Mensch, es lebe die körperliche Wiederaufbereitung, die schnellen Brüter unterm Eisen, der Supergau sich überstürzender Hormonausschüttung. Gebt dem Verfall des Körpers keine Chance, die Tage werden länger und die Arme breiter, na bitte, Männer, und – Blutkörperchen aller Farben, vereinigt euch. Nur, im Vertrauen, was da so alles unter der Hantel ächzt und schwitzt und stöhnt, um sich für den nächsten Strand zu schinden, bald kennt man sie beim Namen.

Den Sesselpupser aus dem Kraftfahrzeugamt-Nord zum Beispiel: trainiert in wollener, alter Unterwäsche, wirkt unsicher, scheint sich jeder Kontraktion zu schämen und stinkt wie ein Iltis.

Den Hagestolz (eher so einer wie ich, Arnold!) mit freiberuflicher Gelassenheit: körperbetont bis zum Umfallen, immer am federnden Gang zu erkennen, an Heimsonne-Verbrennungen zweiten Grades, mindestens „axe“, wenn nicht „charactère“.

Den Balzkönig aus der Szene: beste Klamotten, führt Buch über jeden neuen Oberarm-Zentimeter, finanziert sich das Studium als Türsteher, quatscht jeden voll, der nur in seine Nähe gerät.

Den Narziß mit nach oben offener Freizeit-Skala: kümmert sich eigentlich nur um seinen Körper, ruht in sich, fährt viel nach Amerika, lästert gern über den fetten Arsch von Bill Clinton, ist in der Regel schwul.

Das Mastschwein (eher einer wie du, Arnold!) mit beschränkter Haftung, so ein Kreuz und solche Arme, Baseballmütze, Schirm nach hinten, brüllt ab 100 Kilo aufwärts animalisch, ist ansonsten zahm wie ein Lamm, sto-sto-sto- sto-stottert ein bißchen.

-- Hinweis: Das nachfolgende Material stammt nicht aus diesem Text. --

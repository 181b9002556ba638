//! At-most-one-task bookkeeping (§4.4): before doing anything else, a
//! reconciliation resolves `status.task_ref` into one of three outcomes, and
//! only a handler that produces `NoTask` may ever call into the hypervisor
//! to start a new one.

use crate::crd::TaskRefStatus;

use std::time::Duration;

use chrono::{DateTime, Utc};
use k8s_openapi::apimachinery::pkg::apis::meta::v1::Time;
use proxmox_client::client::ProxmoxClient;
use proxmox_client::task::{self, TaskOutcome};
use proxmox_client::types::TaskRef;
use proxmox_operator::error::{Error, Result};

/// Retry-after cooldown recorded on a task failure (§4.4).
pub const TASK_FAILURE_RETRY_AFTER: Duration = Duration::from_secs(60);

#[derive(Debug, PartialEq, Eq)]
pub enum TaskPoll {
    /// No task recorded; the handler may issue one.
    NoTask,
    /// Still in flight; requeue without mutating status.
    Pending,
    /// Completed successfully; the caller clears `task_ref` and advances.
    Succeeded,
    /// Completed with a failure; the caller records `TaskFailure` and sets a
    /// fresh retry-after.
    Failed,
}

/// Resolve the current task, per §4.4: a still-future retry-after returns a
/// typed requeue without polling the hypervisor at all; an expired one
/// clears itself so the handler can reissue.
pub async fn poll(client: &dyn ProxmoxClient, task_ref: Option<&TaskRefStatus>, now: DateTime<Utc>) -> Result<TaskPoll> {
    let Some(task_ref) = task_ref else {
        return Ok(TaskPoll::NoTask);
    };

    if let Some(retry_after) = &task_ref.retry_after {
        match remaining(retry_after, now) {
            Some(remaining) => return Err(Error::RequeueAfter(remaining)),
            None => return Ok(TaskPoll::NoTask),
        }
    }

    let outcome = client
        .get_task(&TaskRef {
            node: task_ref.node.clone(),
            upid: task_ref.upid.clone(),
        })
        .await
        .map(task::classify)?;

    Ok(match outcome {
        TaskOutcome::Pending => TaskPoll::Pending,
        TaskOutcome::Success => TaskPoll::Succeeded,
        TaskOutcome::Failed => TaskPoll::Failed,
    })
}

/// Remaining time until `retry_after`, or `None` if it has already passed.
fn remaining(retry_after: &Time, now: DateTime<Utc>) -> Option<Duration> {
    let delta = retry_after.0 - now;
    delta.to_std().ok()
}

#[must_use]
pub fn failed_task_ref(node: &str, now: DateTime<Utc>) -> TaskRefStatus {
    TaskRefStatus {
        node: node.to_string(),
        upid: String::new(),
        retry_after: Some(Time(now + chrono::Duration::from_std(TASK_FAILURE_RETRY_AFTER).unwrap())),
    }
}

#[must_use]
pub fn in_flight_task_ref(task: &TaskRef) -> TaskRefStatus {
    TaskRefStatus {
        node: task.node.clone(),
        upid: task.upid.clone(),
        retry_after: None,
    }
}

#[cfg(test)]
mod test {
    use super::*;
    use proxmox_client::mock::MockProxmoxClient;

    #[tokio::test]
    async fn absent_task_ref_allows_issuing_a_new_task() {
        let client = MockProxmoxClient::new();
        let outcome = poll(&client, None, Utc::now()).await.unwrap();
        assert_eq!(outcome, TaskPoll::NoTask);
    }

    #[tokio::test]
    async fn future_retry_after_requeues_without_polling_the_hypervisor() {
        let client = MockProxmoxClient::new();
        let now = Utc::now();
        let task_ref = failed_task_ref("pve1", now);
        let err = poll(&client, Some(&task_ref), now).await.unwrap_err();
        assert!(matches!(err, Error::RequeueAfter(_)));
        assert!(client.calls().is_empty());
    }

    #[tokio::test]
    async fn expired_retry_after_clears_itself() {
        let client = MockProxmoxClient::new();
        let past = Utc::now() - chrono::Duration::seconds(120);
        let task_ref = failed_task_ref("pve1", past);
        let outcome = poll(&client, Some(&task_ref), Utc::now()).await.unwrap();
        assert_eq!(outcome, TaskPoll::NoTask);
    }

    #[tokio::test]
    async fn in_flight_task_polls_the_hypervisor() {
        let client = MockProxmoxClient::new();
        client.set_task_state("UPID:pve1:abc", proxmox_client::types::TaskState::Running);
        let task_ref = in_flight_task_ref(&TaskRef {
            node: "pve1".into(),
            upid: "UPID:pve1:abc".into(),
        });
        let outcome = poll(&client, Some(&task_ref), Utc::now()).await.unwrap();
        assert_eq!(outcome, TaskPoll::Pending);
    }
}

Ja, wie auch immer, und wer hier auch so alles herkommt: Der Schrumpel meiner ältlichen Haut jedenfalls strafft sich mit jedem Tage mehr, die hängenden, kleinen Säckchen aus der Taille sind verschwunden, hmmmm, du siehst wieder so richtig lecker aus, denke ich, auch wenn dir manchmal noch das Weiße aus den Augen tritt.

Auch Spiegel – davon gibt's im Studio ja reichlich –, auch Spiegel sind plötzlich kein Thema mehr, wer sind denn Sie? bin ich fast geneigt, mein kraftstrotzendes Gegenüber zu fragen. Klasse Masse! Prima body! Jetzt noch rasch unter die halbstündige Turbosun mit ultraviolettstrahlenschützendem Gesichtsbräuner, dann ein Eimerchen „Eiweiß light“ mit KokosSchokoHeidelbeerGeschmack, vielleicht ein schnelles Gläschen Elektrolyte hinterher, wohl bekomm's. Doch Arnold, unter Kollegen, nur eine Frage, die wird bleiben, wenn der Frühling Einzug hält: Ich hier und nicht in Hollywood?